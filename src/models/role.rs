//! Models for roles, permissions, and their assignments.

use chrono::{DateTime, Utc};
use serde::{Deserialize, Serialize};
use sqlx::FromRow;
use utoipa::ToSchema;
use validator::Validate;

use crate::types::{PermissionId, RoleId};
use crate::validation::rules;

#[derive(Debug, Clone, Serialize, Deserialize, FromRow, ToSchema)]
/// A named bundle of permissions. `name` is unique and immutable.
pub struct Role {
    pub id: RoleId,
    /// Machine identifier, snake_case (e.g. `hiring_manager`).
    pub name: String,
    /// Label shown in admin interfaces.
    pub display_name: String,
    pub description: Option<String>,
    pub created_at: DateTime<Utc>,
}

#[derive(Debug, Clone, Serialize, Deserialize, FromRow, ToSchema)]
/// A single grantable capability. `name` is unique and dot-namespaced
/// (e.g. `jobs.publish`).
pub struct Permission {
    pub id: PermissionId,
    pub name: String,
    pub description: Option<String>,
    pub created_at: DateTime<Utc>,
}

impl Role {
    pub fn new(name: String, display_name: String, description: Option<String>) -> Self {
        Self {
            id: RoleId::new(),
            name,
            display_name,
            description,
            created_at: Utc::now(),
        }
    }
}

impl Permission {
    pub fn new(name: String, description: Option<String>) -> Self {
        Self {
            id: PermissionId::new(),
            name,
            description,
            created_at: Utc::now(),
        }
    }
}

#[derive(Debug, Deserialize, Validate, ToSchema)]
/// Payload for creating a role.
pub struct CreateRole {
    #[validate(custom(function = "rules::validate_role_name"))]
    pub name: String,
    #[validate(length(min = 1, max = 100))]
    pub display_name: String,
    pub description: Option<String>,
}

#[derive(Debug, Deserialize, Validate, ToSchema)]
/// Payload for creating a permission.
pub struct CreatePermission {
    #[validate(custom(function = "rules::validate_permission_name"))]
    pub name: String,
    pub description: Option<String>,
}

#[derive(Debug, Deserialize, ToSchema)]
/// Payload for assigning or replacing a role's permissions.
pub struct AssignPermissions {
    pub permission_ids: Vec<PermissionId>,
}

#[derive(Debug, Serialize, ToSchema)]
/// Result of an all-permissions check, naming anything the user lacks.
pub struct PermissionCheckResult {
    pub has_permission: bool,
    pub missing: Vec<String>,
}
use axum::{http::Method, middleware as axum_middleware};
use std::net::SocketAddr;
use tower::ServiceBuilder;
use tower_http::{
    cors::{Any, CorsLayer},
    trace::TraceLayer,
};
use tracing_subscriber::{layer::SubscriberExt, util::SubscriberInitExt};
use utoipa::OpenApi;
use utoipa_swagger_ui::SwaggerUi;

use hireflow_backend::{
    config::Config,
    db::connection::{create_pool, DbPool},
    docs::ApiDoc,
    middleware::request_id,
    routes,
    state::AppState,
};

fn mask_secret(s: &str) -> String {
    if s.is_empty() {
        return "<empty>".into();
    }
    let prefix = s.chars().take(4).collect::<String>();
    format!("{}*** (len={})", prefix, s.len())
}

#[tokio::main]
async fn main() -> anyhow::Result<()> {
    // Initialize tracing
    tracing_subscriber::registry()
        .with(
            tracing_subscriber::EnvFilter::try_from_default_env()
                .unwrap_or_else(|_| "hireflow_backend=debug,tower_http=debug".into()),
        )
        .with(tracing_subscriber::fmt::layer())
        .init();

    // Load configuration
    let config = Config::load()?;
    tracing::info!(
        database_url = %config.database_url,
        jwt_secret = %mask_secret(&config.jwt_secret),
        access_token_ttl_minutes = config.access_token_ttl_minutes,
        session_ttl_minutes = config.session_ttl_minutes,
        remember_me_ttl_days = config.remember_me_ttl_days,
        refresh_threshold_percent = config.refresh_threshold_percent,
        "Loaded configuration from environment/.env"
    );

    // Initialize database
    let pool: DbPool = create_pool(&config.database_url).await?;
    sqlx::migrate!("./migrations").run(pool.as_ref()).await?;

    let port = config.port;
    let state = AppState::postgres(pool, config);

    // Compose app with shared layers (request id, CORS, trace)
    let app = routes::api_router(state)
        .merge(SwaggerUi::new("/docs").url("/api-docs/openapi.json", ApiDoc::openapi()))
        .layer(
            ServiceBuilder::new()
                .layer(TraceLayer::new_for_http())
                .layer(axum_middleware::from_fn(request_id::request_id))
                .layer(
                    CorsLayer::new()
                        .allow_origin(Any)
                        .allow_methods([
                            Method::GET,
                            Method::POST,
                            Method::PUT,
                            Method::DELETE,
                            Method::OPTIONS,
                        ])
                        .allow_headers(Any)
                        .max_age(std::time::Duration::from_secs(24 * 60 * 60)),
                ),
        );

    // Start server
    let addr = SocketAddr::from(([0, 0, 0, 0], port));
    tracing::info!("Server listening on {}", addr);

    let listener = tokio::net::TcpListener::bind(addr).await?;
    axum::serve(listener, app).await?;

    Ok(())
}
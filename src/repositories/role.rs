use sqlx::PgPool;

use crate::models::role::{Permission, Role};
use crate::types::{PermissionId, RoleId, UserId};

pub async fn insert_role(pool: &PgPool, role: &Role) -> Result<(), sqlx::Error> {
    sqlx::query(
        r#"
        INSERT INTO roles (id, name, display_name, description, created_at)
        VALUES ($1, $2, $3, $4, $5)
        "#,
    )
    .bind(&role.id)
    .bind(&role.name)
    .bind(&role.display_name)
    .bind(&role.description)
    .bind(role.created_at)
    .execute(pool)
    .await
    .map(|_| ())
}

pub async fn insert_permission(pool: &PgPool, permission: &Permission) -> Result<(), sqlx::Error> {
    sqlx::query(
        r#"
        INSERT INTO permissions (id, name, description, created_at)
        VALUES ($1, $2, $3, $4)
        "#,
    )
    .bind(&permission.id)
    .bind(&permission.name)
    .bind(&permission.description)
    .bind(permission.created_at)
    .execute(pool)
    .await
    .map(|_| ())
}

pub async fn find_role_by_id(pool: &PgPool, role_id: &RoleId) -> Result<Option<Role>, sqlx::Error> {
    sqlx::query_as::<_, Role>(
        "SELECT id, name, display_name, description, created_at FROM roles WHERE id = $1",
    )
    .bind(role_id)
    .fetch_optional(pool)
    .await
}

pub async fn find_role_by_name(pool: &PgPool, name: &str) -> Result<Option<Role>, sqlx::Error> {
    sqlx::query_as::<_, Role>(
        "SELECT id, name, display_name, description, created_at FROM roles WHERE name = $1",
    )
    .bind(name)
    .fetch_optional(pool)
    .await
}

pub async fn find_permission_by_name(
    pool: &PgPool,
    name: &str,
) -> Result<Option<Permission>, sqlx::Error> {
    sqlx::query_as::<_, Permission>(
        "SELECT id, name, description, created_at FROM permissions WHERE name = $1",
    )
    .bind(name)
    .fetch_optional(pool)
    .await
}

pub async fn list_roles(pool: &PgPool) -> Result<Vec<Role>, sqlx::Error> {
    sqlx::query_as::<_, Role>(
        "SELECT id, name, display_name, description, created_at FROM roles ORDER BY name",
    )
    .fetch_all(pool)
    .await
}

pub async fn list_permissions(pool: &PgPool) -> Result<Vec<Permission>, sqlx::Error> {
    sqlx::query_as::<_, Permission>(
        "SELECT id, name, description, created_at FROM permissions ORDER BY name",
    )
    .fetch_all(pool)
    .await
}

pub async fn delete_role(pool: &PgPool, role_id: &RoleId) -> Result<bool, sqlx::Error> {
    let result = sqlx::query("DELETE FROM roles WHERE id = $1")
        .bind(role_id)
        .execute(pool)
        .await?;
    Ok(result.rows_affected() > 0)
}

pub async fn delete_permission(
    pool: &PgPool,
    permission_id: &PermissionId,
) -> Result<bool, sqlx::Error> {
    let result = sqlx::query("DELETE FROM permissions WHERE id = $1")
        .bind(permission_id)
        .execute(pool)
        .await?;
    Ok(result.rows_affected() > 0)
}

pub async fn find_existing_permission_ids(
    pool: &PgPool,
    ids: &[String],
) -> Result<Vec<String>, sqlx::Error> {
    sqlx::query_scalar::<_, String>("SELECT id FROM permissions WHERE id = ANY($1)")
        .bind(ids)
        .fetch_all(pool)
        .await
}

pub async fn role_id_for_user(
    pool: &PgPool,
    user_id: &UserId,
) -> Result<Option<RoleId>, sqlx::Error> {
    let row: Option<(Option<RoleId>,)> =
        sqlx::query_as("SELECT role_id FROM users WHERE id = $1")
            .bind(user_id)
            .fetch_optional(pool)
            .await?;
    Ok(row.and_then(|r| r.0))
}

pub async fn user_has_permission(
    pool: &PgPool,
    user_id: &UserId,
    permission: &str,
) -> Result<bool, sqlx::Error> {
    let exists: Option<(i32,)> = sqlx::query_as(
        r#"
        SELECT 1
        FROM users u
        INNER JOIN role_permissions rp ON rp.role_id = u.role_id
        INNER JOIN permissions p ON p.id = rp.permission_id
        WHERE u.id = $1 AND p.name = $2
        "#,
    )
    .bind(user_id)
    .bind(permission)
    .fetch_optional(pool)
    .await?;
    Ok(exists.is_some())
}

pub async fn permission_names_for_role(
    pool: &PgPool,
    role_id: &RoleId,
) -> Result<Vec<String>, sqlx::Error> {
    sqlx::query_scalar::<_, String>(
        r#"
        SELECT p.name
        FROM permissions p
        INNER JOIN role_permissions rp ON rp.permission_id = p.id
        WHERE rp.role_id = $1
        ORDER BY p.name
        "#,
    )
    .bind(role_id)
    .fetch_all(pool)
    .await
}

pub async fn permissions_for_role(
    pool: &PgPool,
    role_id: &RoleId,
) -> Result<Vec<Permission>, sqlx::Error> {
    sqlx::query_as::<_, Permission>(
        r#"
        SELECT p.id, p.name, p.description, p.created_at
        FROM permissions p
        INNER JOIN role_permissions rp ON rp.permission_id = p.id
        WHERE rp.role_id = $1
        ORDER BY p.name
        "#,
    )
    .bind(role_id)
    .fetch_all(pool)
    .await
}

/// Adds associations, skipping any that already exist.
pub async fn assign_role_permissions(
    pool: &PgPool,
    role_id: &RoleId,
    permission_ids: &[String],
) -> Result<(), sqlx::Error> {
    sqlx::query(
        r#"
        INSERT INTO role_permissions (role_id, permission_id)
        SELECT $1, unnest($2::text[])
        ON CONFLICT (role_id, permission_id) DO NOTHING
        "#,
    )
    .bind(role_id)
    .bind(permission_ids)
    .execute(pool)
    .await
    .map(|_| ())
}

/// Clear-then-insert inside one transaction. An empty id list leaves the
/// role with no permissions.
pub async fn replace_role_permissions(
    pool: &PgPool,
    role_id: &RoleId,
    permission_ids: &[String],
) -> Result<(), sqlx::Error> {
    let mut tx = pool.begin().await?;

    sqlx::query("DELETE FROM role_permissions WHERE role_id = $1")
        .bind(role_id)
        .execute(&mut *tx)
        .await?;

    if !permission_ids.is_empty() {
        sqlx::query(
            r#"
            INSERT INTO role_permissions (role_id, permission_id)
            SELECT $1, unnest($2::text[])
            "#,
        )
        .bind(role_id)
        .bind(permission_ids)
        .execute(&mut *tx)
        .await?;
    }

    tx.commit().await
}

pub async fn count_users_with_role(pool: &PgPool, role_id: &RoleId) -> Result<i64, sqlx::Error> {
    sqlx::query_scalar::<_, i64>("SELECT COUNT(*) FROM users WHERE role_id = $1")
        .bind(role_id)
        .fetch_one(pool)
        .await
}

pub async fn count_roles_with_permission(
    pool: &PgPool,
    permission_id: &PermissionId,
) -> Result<i64, sqlx::Error> {
    sqlx::query_scalar::<_, i64>("SELECT COUNT(*) FROM role_permissions WHERE permission_id = $1")
        .bind(permission_id)
        .fetch_one(pool)
        .await
}
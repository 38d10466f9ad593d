use rand::rngs::OsRng;
use rand::RngCore;
use sha2::{Digest, Sha256};

/// A freshly generated refresh token. `value` goes to the client exactly
/// once; stores only ever see `hash`.
#[derive(Debug, Clone)]
pub struct RefreshTokenSecret {
    pub value: String,
    pub hash: String,
}

/// Generates an opaque refresh token from 32 bytes of OS randomness.
pub fn generate_refresh_token() -> RefreshTokenSecret {
    let mut bytes = [0u8; 32];
    OsRng.fill_bytes(&mut bytes);
    let value = hex::encode(bytes);
    let hash = hash_refresh_token(&value);
    RefreshTokenSecret { value, hash }
}

/// SHA-256 hex digest of a refresh token. Deterministic, so the digest
/// doubles as the lookup key during rotation.
pub fn hash_refresh_token(value: &str) -> String {
    hex::encode(Sha256::digest(value.as_bytes()))
}
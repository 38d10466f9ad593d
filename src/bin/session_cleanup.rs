//! Periodic sweep: purges expired and deactivated sessions, trims audit
//! logs past their retention window, and reclaims table space. Intended to
//! run from cron.

use chrono::{Duration, Utc};

use hireflow_backend::{
    config::Config,
    db::connection::create_pool,
    services::audit_log::AuditLogService,
    services::session_store::{PgSessionBackend, SessionBackend},
};

#[tokio::main]
async fn main() -> anyhow::Result<()> {
    tracing_subscriber::fmt::init();

    let config = Config::load()?;
    let pool = create_pool(&config.database_url).await?;

    let sessions = PgSessionBackend::new((*pool).clone());
    let purged = sessions.purge_expired(Utc::now()).await?;
    if purged > 0 {
        tracing::info!("Purged {} expired or inactive sessions", purged);
    }

    sqlx::query("VACUUM (ANALYZE) sessions")
        .execute(pool.as_ref())
        .await?;

    let audit_log = AuditLogService::new((*pool).clone());
    let cutoff = Utc::now() - Duration::days(config.audit_log_retention_days);
    let trimmed = audit_log.delete_logs_before(cutoff).await?;
    if trimmed > 0 {
        tracing::info!("Deleted {} audit log entries past retention", trimmed);
    }

    sqlx::query("VACUUM (ANALYZE) audit_logs")
        .execute(pool.as_ref())
        .await?;

    Ok(())
}
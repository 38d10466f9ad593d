//! Reusable validation rules applied to API request payloads.

pub mod rules;

pub use validator::Validate;
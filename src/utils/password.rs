use argon2::password_hash::{rand_core::OsRng, SaltString};
use argon2::{Argon2, PasswordHash, PasswordHasher, PasswordVerifier};

pub fn hash_password(password: &str) -> anyhow::Result<String> {
    let salt = SaltString::generate(&mut OsRng);
    let hash = Argon2::default()
        .hash_password(password.as_bytes(), &salt)
        .map_err(|e| anyhow::anyhow!("Password hashing failed: {}", e))?;
    Ok(hash.to_string())
}

pub fn verify_password(password: &str, hash: &str) -> anyhow::Result<bool> {
    let parsed = PasswordHash::new(hash)
        .map_err(|e| anyhow::anyhow!("Stored password hash is malformed: {}", e))?;

    match Argon2::default().verify_password(password.as_bytes(), &parsed) {
        Ok(()) => Ok(true),
        Err(argon2::password_hash::Error::Password) => Ok(false),
        Err(e) => Err(anyhow::anyhow!("Password verification error: {}", e)),
    }
}
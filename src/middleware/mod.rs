pub mod auth;
pub mod request_id;

pub use auth::*;
pub use request_id::*;
//! Repository functions for user lookups.

use sqlx::PgPool;

use crate::models::user::{User, UserWithRole};
use crate::types::UserId;

/// Finds a user by email, joined with their role name.
pub async fn find_user_by_email(
    pool: &PgPool,
    email: &str,
) -> Result<Option<UserWithRole>, sqlx::Error> {
    sqlx::query_as::<_, UserWithRole>(
        "SELECT u.id, u.email, u.password_hash, u.full_name, u.role_id, u.created_at, \
         u.updated_at, r.name AS role_name \
         FROM users u LEFT JOIN roles r ON r.id = u.role_id \
         WHERE u.email = $1",
    )
    .bind(email)
    .fetch_optional(pool)
    .await
}

/// Finds a user by id, joined with their role name.
pub async fn find_user_by_id(
    pool: &PgPool,
    user_id: &UserId,
) -> Result<Option<UserWithRole>, sqlx::Error> {
    sqlx::query_as::<_, UserWithRole>(
        "SELECT u.id, u.email, u.password_hash, u.full_name, u.role_id, u.created_at, \
         u.updated_at, r.name AS role_name \
         FROM users u LEFT JOIN roles r ON r.id = u.role_id \
         WHERE u.id = $1",
    )
    .bind(user_id)
    .fetch_optional(pool)
    .await
}

/// Inserts a new user row.
pub async fn insert_user(pool: &PgPool, user: &User) -> Result<(), sqlx::Error> {
    sqlx::query(
        "INSERT INTO users (id, email, password_hash, full_name, role_id, created_at, updated_at) \
         VALUES ($1, $2, $3, $4, $5, $6, $7)",
    )
    .bind(&user.id)
    .bind(&user.email)
    .bind(&user.password_hash)
    .bind(&user.full_name)
    .bind(&user.role_id)
    .bind(user.created_at)
    .bind(user.updated_at)
    .execute(pool)
    .await
    .map(|_| ())
}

****************

DIRECTIONS FOR THIS TASK ▸ Your reply must contain exactly the lines from the first line of the data through the line holding "use crate::validation::rules;", and nothing more.

RESPONSE BOX ▸
filename src/models/role.rs
//! Models for roles, permissions, and their assignments.

use chrono::{DateTime, Utc};
use serde::{Deserialize, Serialize};
use sqlx::FromRow;
use utoipa::ToSchema;
use validator::Validate;

use crate::types::{PermissionId, RoleId};
use crate::validation::rules;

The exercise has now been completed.